// Licensed to the Apache Software Foundation (ASF) under one
// or more contributor license agreements.  See the NOTICE file
// distributed with this work for additional information
// regarding copyright ownership.  The ASF licenses this file
// to you under the Apache License, Version 2.0 (the
// "License"); you may not use this file except in compliance
// with the License.  You may obtain a copy of the License at
//
//   http://www.apache.org/licenses/LICENSE-2.0
//
// Unless required by applicable law or agreed to in writing,
// software distributed under the License is distributed on an
// "AS IS" BASIS, WITHOUT WARRANTIES OR CONDITIONS OF ANY
// KIND, either express or implied.  See the License for the
// specific language governing permissions and limitations
// under the License.

//! Reading the pages of a column chunk into level/value triples.

pub mod page;
pub mod reader;
// Licensed to the Apache Software Foundation (ASF) under one
// or more contributor license agreements.  See the NOTICE file
// distributed with this work for additional information
// regarding copyright ownership.  The ASF licenses this file
// to you under the Apache License, Version 2.0 (the
// "License"); you may not use this file except in compliance
// with the License.  You may obtain a copy of the License at
//
//   http://www.apache.org/licenses/LICENSE-2.0
//
// Unless required by applicable law or agreed to in writing,
// software distributed under the License is distributed on an
// "AS IS" BASIS, WITHOUT WARRANTIES OR CONDITIONS OF ANY
// KIND, either express or implied.  See the License for the
// specific language governing permissions and limitations
// under the License.

//! Rust mappings for the enums of the Thrift [`parquet.thrift`] definition.
//! Thrift structs are handled by their consumers.
//!
//! [`parquet.thrift`]: https://github.com/apache/parquet-format/blob/master/src/main/thrift/parquet.thrift

use std::fmt;

use crate::errors::{ParquetError, Result};
use crate::thrift::ThriftSliceReader;

// ----------------------------------------------------------------------
// Mirrors thrift enum `Type`

/// Physical types supported by Parquet.
///
/// These types are intended to be used in combination with the encodings to
/// control the on-disk storage format. For example INT16 is not included as a
/// type since a good encoding of INT32 would handle this.
#[derive(Debug, Clone, Copy, PartialEq, Eq, Hash)]
#[allow(non_camel_case_types)]
pub enum Type {
    /// A boolean value.
    BOOLEAN,
    /// 32-bit signed integer.
    INT32,
    /// 64-bit signed integer.
    INT64,
    /// 96-bit signed integer for timestamps. Deprecated, only used by legacy
    /// writers.
    INT96,
    /// IEEE 754 single-precision floating point value.
    FLOAT,
    /// IEEE 754 double-precision floating point value.
    DOUBLE,
    /// Arbitrary length byte array.
    BYTE_ARRAY,
    /// Fixed length byte array, with the length defined in the schema.
    FIXED_LEN_BYTE_ARRAY,
}

impl TryFrom<i32> for Type {
    type Error = ParquetError;

    fn try_from(value: i32) -> Result<Self> {
        Ok(match value {
            0 => Type::BOOLEAN,
            1 => Type::INT32,
            2 => Type::INT64,
            3 => Type::INT96,
            4 => Type::FLOAT,
            5 => Type::DOUBLE,
            6 => Type::BYTE_ARRAY,
            7 => Type::FIXED_LEN_BYTE_ARRAY,
            _ => return Err(thrift_err!("Unexpected Type {}", value)),
        })
    }
}

impl Type {
    pub(crate) fn read_thrift(prot: &mut ThriftSliceReader<'_>) -> Result<Self> {
        Self::try_from(prot.read_i32()?)
    }
}

impl fmt::Display for Type {
    fn fmt(&self, f: &mut fmt::Formatter) -> fmt::Result {
        write!(f, "{self:?}")
    }
}

// ----------------------------------------------------------------------
// Mirrors thrift enum `ConvertedType`

/// Common types (converted types) used by frameworks when using Parquet.
///
/// This helps map between types in those frameworks to the base types in
/// Parquet. This is only metadata and may drive value conversion when
/// materializing rows.
#[derive(Debug, Clone, Copy, PartialEq, Eq, Hash)]
#[allow(non_camel_case_types)]
pub enum ConvertedType {
    /// No type conversion.
    NONE,
    /// A BYTE_ARRAY actually contains UTF8 encoded chars.
    UTF8,
    /// A map is converted as an optional field containing a repeated key/value
    /// pair.
    MAP,
    /// A key/value pair is converted into a group of two fields.
    MAP_KEY_VALUE,
    /// A list is converted into an optional field containing a repeated field
    /// for its values.
    LIST,
    /// An enum is converted into a binary field.
    ENUM,
    /// A decimal value: the unscaled value stored as two's complement
    /// big-endian, with precision and scale carried in the schema element.
    DECIMAL,
    /// A date stored as days since the Unix epoch, encoded as INT32.
    DATE,
    /// Milliseconds since midnight, stored as INT32.
    TIME_MILLIS,
    /// Microseconds since midnight, stored as INT64.
    TIME_MICROS,
    /// Milliseconds since the Unix epoch, stored as INT64.
    TIMESTAMP_MILLIS,
    /// Microseconds since the Unix epoch, stored as INT64.
    TIMESTAMP_MICROS,
    /// An unsigned 8 bit integer stored as INT32.
    UINT_8,
    /// An unsigned 16 bit integer stored as INT32.
    UINT_16,
    /// An unsigned 32 bit integer stored as INT32.
    UINT_32,
    /// An unsigned 64 bit integer stored as INT64.
    UINT_64,
    /// A signed 8 bit integer stored as INT32.
    INT_8,
    /// A signed 16 bit integer stored as INT32.
    INT_16,
    /// A signed 32 bit integer stored as INT32.
    INT_32,
    /// A signed 64 bit integer stored as INT64.
    INT_64,
    /// A JSON document embedded in a UTF8 BYTE_ARRAY.
    JSON,
    /// A BSON document embedded in a BYTE_ARRAY. Not supported by this reader.
    BSON,
    /// A time interval of months, days and milliseconds in a
    /// FIXED_LEN_BYTE_ARRAY of 12 bytes. Not supported by this reader.
    INTERVAL,
}

impl TryFrom<i32> for ConvertedType {
    type Error = ParquetError;

    fn try_from(value: i32) -> Result<Self> {
        Ok(match value {
            0 => ConvertedType::UTF8,
            1 => ConvertedType::MAP,
            2 => ConvertedType::MAP_KEY_VALUE,
            3 => ConvertedType::LIST,
            4 => ConvertedType::ENUM,
            5 => ConvertedType::DECIMAL,
            6 => ConvertedType::DATE,
            7 => ConvertedType::TIME_MILLIS,
            8 => ConvertedType::TIME_MICROS,
            9 => ConvertedType::TIMESTAMP_MILLIS,
            10 => ConvertedType::TIMESTAMP_MICROS,
            11 => ConvertedType::UINT_8,
            12 => ConvertedType::UINT_16,
            13 => ConvertedType::UINT_32,
            14 => ConvertedType::UINT_64,
            15 => ConvertedType::INT_8,
            16 => ConvertedType::INT_16,
            17 => ConvertedType::INT_32,
            18 => ConvertedType::INT_64,
            19 => ConvertedType::JSON,
            20 => ConvertedType::BSON,
            21 => ConvertedType::INTERVAL,
            _ => return Err(thrift_err!("Unexpected ConvertedType {}", value)),
        })
    }
}

impl ConvertedType {
    pub(crate) fn read_thrift(prot: &mut ThriftSliceReader<'_>) -> Result<Self> {
        Self::try_from(prot.read_i32()?)
    }
}

impl fmt::Display for ConvertedType {
    fn fmt(&self, f: &mut fmt::Formatter) -> fmt::Result {
        write!(f, "{self:?}")
    }
}

// ----------------------------------------------------------------------
// Mirrors thrift enum `FieldRepetitionType`

/// Representation of field types in the schema.
#[derive(Debug, Clone, Copy, PartialEq, Eq, Hash)]
#[allow(non_camel_case_types)]
pub enum Repetition {
    /// The field is required (can not be null) and each row has exactly one
    /// value.
    REQUIRED,
    /// The field is optional (can be null) and each row has zero or one
    /// values.
    OPTIONAL,
    /// The field is repeated and can contain zero or more values.
    REPEATED,
}

impl TryFrom<i32> for Repetition {
    type Error = ParquetError;

    fn try_from(value: i32) -> Result<Self> {
        Ok(match value {
            0 => Repetition::REQUIRED,
            1 => Repetition::OPTIONAL,
            2 => Repetition::REPEATED,
            _ => return Err(thrift_err!("Unexpected FieldRepetitionType {}", value)),
        })
    }
}

impl Repetition {
    pub(crate) fn read_thrift(prot: &mut ThriftSliceReader<'_>) -> Result<Self> {
        Self::try_from(prot.read_i32()?)
    }
}

impl fmt::Display for Repetition {
    fn fmt(&self, f: &mut fmt::Formatter) -> fmt::Result {
        write!(f, "{self:?}")
    }
}

// ----------------------------------------------------------------------
// Mirrors thrift enum `Encoding`

/// Encodings supported by Parquet.
///
/// Not all encodings are valid for all types. These enums are also used to
/// specify the encoding of definition and repetition levels.
#[derive(Debug, Clone, Copy, PartialEq, Eq, Hash)]
#[allow(non_camel_case_types)]
pub enum Encoding {
    /// The default encoding: values are stored back to back.
    ///
    /// - BOOLEAN - 1 bit per value, LSB first within each byte.
    /// - INT32 - 4 bytes per value, little-endian.
    /// - INT64 - 8 bytes per value, little-endian.
    /// - FLOAT - 4 bytes per value, IEEE, little-endian.
    /// - DOUBLE - 8 bytes per value, IEEE, little-endian.
    /// - BYTE_ARRAY - 4 byte little-endian length followed by the bytes.
    /// - FIXED_LEN_BYTE_ARRAY - just the bytes.
    PLAIN,
    /// **Deprecated** dictionary encoding.
    ///
    /// The values in the dictionary are encoded using PLAIN. The dictionary
    /// page is written first, before the data pages of the column chunk.
    PLAIN_DICTIONARY,
    /// Group packed run length encoding.
    ///
    /// Usable for definition/repetition levels encoding and booleans.
    RLE,
    /// **Deprecated** bit-packed encoding for levels. Not decoded by this
    /// reader.
    BIT_PACKED,
    /// Delta encoding for integers, either INT32 or INT64.
    ///
    /// Works best on sorted data.
    DELTA_BINARY_PACKED,
    /// Encoding for byte arrays to separate the length values and the data.
    ///
    /// The lengths are encoded using DELTA_BINARY_PACKED encoding.
    DELTA_LENGTH_BYTE_ARRAY,
    /// Incremental encoding for byte arrays.
    ///
    /// Prefix lengths are encoded using DELTA_BINARY_PACKED encoding.
    /// Suffixes are stored using DELTA_LENGTH_BYTE_ARRAY encoding.
    DELTA_BYTE_ARRAY,
    /// Dictionary encoding: the ids are encoded using the RLE encoding.
    RLE_DICTIONARY,
    /// Encoding for fixed-width data: K byte streams of length `count` for a
    /// K-byte element width.
    BYTE_STREAM_SPLIT,
}

impl TryFrom<i32> for Encoding {
    type Error = ParquetError;

    fn try_from(value: i32) -> Result<Self> {
        Ok(match value {
            0 => Encoding::PLAIN,
            2 => Encoding::PLAIN_DICTIONARY,
            3 => Encoding::RLE,
            4 => Encoding::BIT_PACKED,
            5 => Encoding::DELTA_BINARY_PACKED,
            6 => Encoding::DELTA_LENGTH_BYTE_ARRAY,
            7 => Encoding::DELTA_BYTE_ARRAY,
            8 => Encoding::RLE_DICTIONARY,
            9 => Encoding::BYTE_STREAM_SPLIT,
            _ => return Err(thrift_err!("Unexpected Encoding {}", value)),
        })
    }
}

impl Encoding {
    pub(crate) fn read_thrift(prot: &mut ThriftSliceReader<'_>) -> Result<Self> {
        Self::try_from(prot.read_i32()?)
    }
}

impl fmt::Display for Encoding {
    fn fmt(&self, f: &mut fmt::Formatter) -> fmt::Result {
        write!(f, "{self:?}")
    }
}

// ----------------------------------------------------------------------
// Mirrors thrift enum `CompressionCodec`

/// Supported block compression algorithms.
///
/// The reader never bundles codec implementations; it resolves these through
/// the [codec registry](crate::compression::CodecRegistry).
#[derive(Debug, Clone, Copy, PartialEq, Eq, Hash)]
#[allow(non_camel_case_types)]
pub enum Compression {
    /// No compression.
    UNCOMPRESSED,
    /// [Snappy compression](https://en.wikipedia.org/wiki/Snappy_(compression))
    SNAPPY,
    /// [Gzip compression](https://www.ietf.org/rfc/rfc1952.txt)
    GZIP,
    /// [LZO compression](https://en.wikipedia.org/wiki/Lempel%E2%80%93Ziv%E2%80%93Oberhumer)
    LZO,
    /// [Brotli compression](https://datatracker.ietf.org/doc/html/rfc7932)
    BROTLI,
    /// [LZ4 compression](https://lz4.org/), [deprecated in favour of](https://issues.apache.org/jira/browse/PARQUET-2032) `LZ4_RAW`
    LZ4,
    /// [Zstandard compression](https://datatracker.ietf.org/doc/html/rfc8878)
    ZSTD,
    /// [LZ4 compression](https://lz4.org/) without a frame header.
    LZ4_RAW,
}

impl TryFrom<i32> for Compression {
    type Error = ParquetError;

    fn try_from(value: i32) -> Result<Self> {
        Ok(match value {
            0 => Compression::UNCOMPRESSED,
            1 => Compression::SNAPPY,
            2 => Compression::GZIP,
            3 => Compression::LZO,
            4 => Compression::BROTLI,
            5 => Compression::LZ4,
            6 => Compression::ZSTD,
            7 => Compression::LZ4_RAW,
            _ => return Err(thrift_err!("Unexpected CompressionCodec {}", value)),
        })
    }
}

impl Compression {
    pub(crate) fn read_thrift(prot: &mut ThriftSliceReader<'_>) -> Result<Self> {
        Self::try_from(prot.read_i32()?)
    }
}

impl fmt::Display for Compression {
    fn fmt(&self, f: &mut fmt::Formatter) -> fmt::Result {
        write!(f, "{self:?}")
    }
}

// ----------------------------------------------------------------------
// Mirrors thrift enum `PageType`

/// Types of pages found inside a column chunk.
#[derive(Debug, Clone, Copy, PartialEq, Eq, Hash)]
#[allow(non_camel_case_types)]
pub enum PageType {
    /// Data page Parquet 1.0
    DATA_PAGE,
    /// Index page. Skipped by this reader.
    INDEX_PAGE,
    /// Dictionary page
    DICTIONARY_PAGE,
    /// Data page Parquet 2.0
    DATA_PAGE_V2,
}

impl TryFrom<i32> for PageType {
    type Error = ParquetError;

    fn try_from(value: i32) -> Result<Self> {
        Ok(match value {
            0 => PageType::DATA_PAGE,
            1 => PageType::INDEX_PAGE,
            2 => PageType::DICTIONARY_PAGE,
            3 => PageType::DATA_PAGE_V2,
            _ => return Err(thrift_err!("Unexpected PageType {}", value)),
        })
    }
}

impl PageType {
    pub(crate) fn read_thrift(prot: &mut ThriftSliceReader<'_>) -> Result<Self> {
        Self::try_from(prot.read_i32()?)
    }
}

impl fmt::Display for PageType {
    fn fmt(&self, f: &mut fmt::Formatter) -> fmt::Result {
        write!(f, "{self:?}")
    }
}

#[cfg(test)]
mod tests {
    use super::*;

    #[test]
    fn test_type_from_thrift_id() {
        assert_eq!(Type::try_from(0).unwrap(), Type::BOOLEAN);
        assert_eq!(Type::try_from(3).unwrap(), Type::INT96);
        assert_eq!(Type::try_from(7).unwrap(), Type::FIXED_LEN_BYTE_ARRAY);
        assert!(Type::try_from(8).is_err());
    }

    #[test]
    fn test_encoding_from_thrift_id() {
        assert_eq!(Encoding::try_from(0).unwrap(), Encoding::PLAIN);
        // 1 was never assigned
        assert!(Encoding::try_from(1).is_err());
        assert_eq!(Encoding::try_from(8).unwrap(), Encoding::RLE_DICTIONARY);
        assert_eq!(Encoding::try_from(9).unwrap(), Encoding::BYTE_STREAM_SPLIT);
    }

    #[test]
    fn test_compression_from_thrift_id() {
        assert_eq!(Compression::try_from(0).unwrap(), Compression::UNCOMPRESSED);
        assert_eq!(Compression::try_from(6).unwrap(), Compression::ZSTD);
        assert_eq!(Compression::try_from(7).unwrap(), Compression::LZ4_RAW);
        assert!(Compression::try_from(8).is_err());
    }

    #[test]
    fn test_converted_type_from_thrift_id() {
        assert_eq!(ConvertedType::try_from(0).unwrap(), ConvertedType::UTF8);
        assert_eq!(ConvertedType::try_from(5).unwrap(), ConvertedType::DECIMAL);
        assert_eq!(ConvertedType::try_from(21).unwrap(), ConvertedType::INTERVAL);
        assert!(ConvertedType::try_from(22).is_err());
    }

    #[test]
    fn test_display() {
        assert_eq!(Type::BYTE_ARRAY.to_string(), "BYTE_ARRAY");
        assert_eq!(Encoding::DELTA_BINARY_PACKED.to_string(), "DELTA_BINARY_PACKED");
        assert_eq!(Compression::SNAPPY.to_string(), "SNAPPY");
        assert_eq!(Repetition::REPEATED.to_string(), "REPEATED");
    }
}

▶ [What this task involves]
Read the entries and select each line where the word "epoch" is found.

▶ [Answer for the task]
    /// A date stored as days since the Unix epoch, encoded as INT32.
    /// Milliseconds since the Unix epoch, stored as INT64.
    /// Microseconds since the Unix epoch, stored as INT64.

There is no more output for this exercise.